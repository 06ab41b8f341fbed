//! Saturation for conflict analysis over bit-vector polynomials.
//!
//! When the search of a bit-vector solver runs into a conflict, the literals which together are
//! unsatisfiable form the *conflict core*. Before a lemma is learned from the core, the
//! [`Saturation`] engine tries to replace literals which only hold for the current assignment by
//! more general literals. It does so by applying monotonicity rules of multiplication, together
//! with premises which rule out that the products involved overflow:
//!
//! ```
//! use polysat::BitWidth;
//! use polysat::Conflict;
//! use polysat::InferenceEngine;
//! use polysat::PVar;
//! use polysat::Saturation;
//! use polysat::SignedConstraint;
//! use polysat::SolverState;
//!
//! /// Assigns x = 2, y = 5 and z = 3.
//! struct Assignment;
//!
//! impl SolverState for Assignment {
//!     fn bit_width(&self, _: PVar) -> BitWidth {
//!         BitWidth::new(8).unwrap()
//!     }
//!
//!     fn value(&self, var: PVar) -> Option<u64> {
//!         [2, 5, 3].get(var.id() as usize).copied()
//!     }
//!
//!     fn boolean_value(&self, _: &SignedConstraint) -> Option<bool> {
//!         None
//!     }
//!
//!     fn max_viable(&self, _: PVar) -> u64 {
//!         255
//!     }
//!
//!     fn justifications(&self, _: PVar) -> &[SignedConstraint] {
//!         &[]
//!     }
//! }
//!
//! let state = Assignment;
//! let (x, y, z) = (PVar::new(0), PVar::new(1), PVar::new(2));
//!
//! // x*y <= x*z is false under the assignment.
//! let xy_le_xz = SignedConstraint::ule(
//!     &state.var(x) * &state.var(y),
//!     &state.var(x) * &state.var(z),
//! );
//! let mut core = Conflict::new([xy_le_xz.clone()]);
//!
//! let mut saturation = Saturation::default();
//! assert!(saturation.perform(x, &state, &mut core));
//!
//! // The head of the core is now y <= z, which is independent of x.
//! assert_eq!(
//!     core.head(),
//!     Some(&SignedConstraint::ule(state.var(y), state.var(z)))
//! );
//! assert!(core.is_pinned(&xy_le_xz));
//! ```
pub mod asserts;
pub(crate) mod basic_types;
pub(crate) mod constraints;
pub(crate) mod engine;
mod logging;
pub mod polynomial;
pub(crate) mod variables;

#[cfg(test)]
mod tests;

pub use basic_types::BitWidth;
pub use basic_types::PolynomialError;
pub use constraints::Constraint;
pub use constraints::Inequality;
pub use constraints::SignedConstraint;
pub use engine::conflict_analysis::Conflict;
pub use engine::conflict_analysis::ConflictCore;
pub use engine::conflict_analysis::InferenceEngine;
pub use engine::saturation::Saturation;
pub use engine::saturation::SaturationOptions;
pub use engine::saturation::SaturationRule;
pub use engine::saturation::SaturationStatistics;
pub use engine::SolverState;
pub use logging::configure_logging;
pub use polynomial::Polynomial;
pub use variables::PVar;
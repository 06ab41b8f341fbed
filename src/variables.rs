use std::fmt::Display;
use std::fmt::Formatter;

/// Identifies a bit-vector unknown. The bit-width of the variable is owned by the solver which
/// created it, see [`crate::SolverState::bit_width`].
#[derive(Debug, Clone, Copy, PartialEq, Eq, PartialOrd, Ord, Hash)]
pub struct PVar(u32);

impl PVar {
    pub const fn new(id: u32) -> PVar {
        PVar(id)
    }

    pub fn id(self) -> u32 {
        self.0
    }

    #[allow(unused, reason = "only the test solver stores data per variable")]
    pub(crate) fn index(self) -> usize {
        self.0 as usize
    }
}

impl Display for PVar {
    fn fmt(&self, f: &mut Formatter<'_>) -> std::fmt::Result {
        write!(f, "v{}", self.0)
    }
}
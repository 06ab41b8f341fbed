use crate::basic_types::BitWidth;
use crate::constraints::SignedConstraint;
use crate::polynomial::Polynomial;
use crate::variables::PVar;

/// Read-only view on the state of the surrounding solver which is needed during saturation.
///
/// The state must not change while it is borrowed by the saturation engine.
pub trait SolverState {
    fn bit_width(&self, var: PVar) -> BitWidth;

    /// The value currently assigned to `var`, if any.
    fn value(&self, var: PVar) -> Option<u64>;

    /// The boolean value assigned to the literal, `None` if the literal is unassigned.
    fn boolean_value(&self, constraint: &SignedConstraint) -> Option<bool>;

    /// An upper bound on the values `var` can still take.
    fn max_viable(&self, var: PVar) -> u64;

    /// The literals which justify the current value of `var`.
    fn justifications(&self, var: PVar) -> &[SignedConstraint];

    /// The polynomial consisting of only `var`.
    fn var(&self, var: PVar) -> Polynomial {
        Polynomial::var(var, self.bit_width(var))
    }

    /// Evaluate `polynomial` under the current assignment.
    fn try_eval(&self, polynomial: &Polynomial) -> Option<u64> {
        polynomial.evaluate(|var| self.value(var))
    }

    /// Returns whether the literal evaluates to false under the current assignment. Note that
    /// this is independent of the boolean value of the literal.
    fn is_currently_false(&self, constraint: &SignedConstraint) -> bool {
        constraint.evaluate(|var| self.value(var)) == Some(false)
    }

    /// Returns whether the literal evaluates to true under the current assignment.
    fn is_currently_true(&self, constraint: &SignedConstraint) -> bool {
        constraint.evaluate(|var| self.value(var)) == Some(true)
    }
}
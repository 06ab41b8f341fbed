use thiserror::Error;

use super::BitWidth;

/// Errors that can occur while building polynomials and constraints.
#[derive(Error, Debug, Copy, Clone, PartialEq, Eq)]
pub enum PolynomialError {
    #[error("bit-width {0} is not supported, widths must lie in 1..=64")]
    UnsupportedBitWidth(u32),
    #[error("operands have different bit-widths ({lhs} and {rhs})")]
    WidthMismatch { lhs: BitWidth, rhs: BitWidth },
}
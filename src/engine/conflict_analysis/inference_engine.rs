use super::ConflictCore;
use crate::engine::SolverState;
use crate::variables::PVar;

/// An inference engine derives new literals from a conflict core in order to generalise the
/// explanation of the conflict.
pub trait InferenceEngine {
    /// Attempt to derive a literal which explains the conflict in terms of `pivot`. On success
    /// the core is updated and `true` is returned; otherwise the core is left untouched.
    fn perform(
        &mut self,
        pivot: PVar,
        state: &dyn SolverState,
        core: &mut dyn ConflictCore,
    ) -> bool;
}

● ● ● ● ● ● ●

**DIRECTIONS FOR THIS TASK**: Every line from the start of the listing through the line with "the core, the" should be reproduced exactly, and no other line.

**TASK OUTPUT**:
repository 06ab41b8f341fbed
//! Saturation for conflict analysis over bit-vector polynomials.
//!
//! When the search of a bit-vector solver runs into a conflict, the literals which together are
//! unsatisfiable form the *conflict core*. Before a lemma is learned from the core, the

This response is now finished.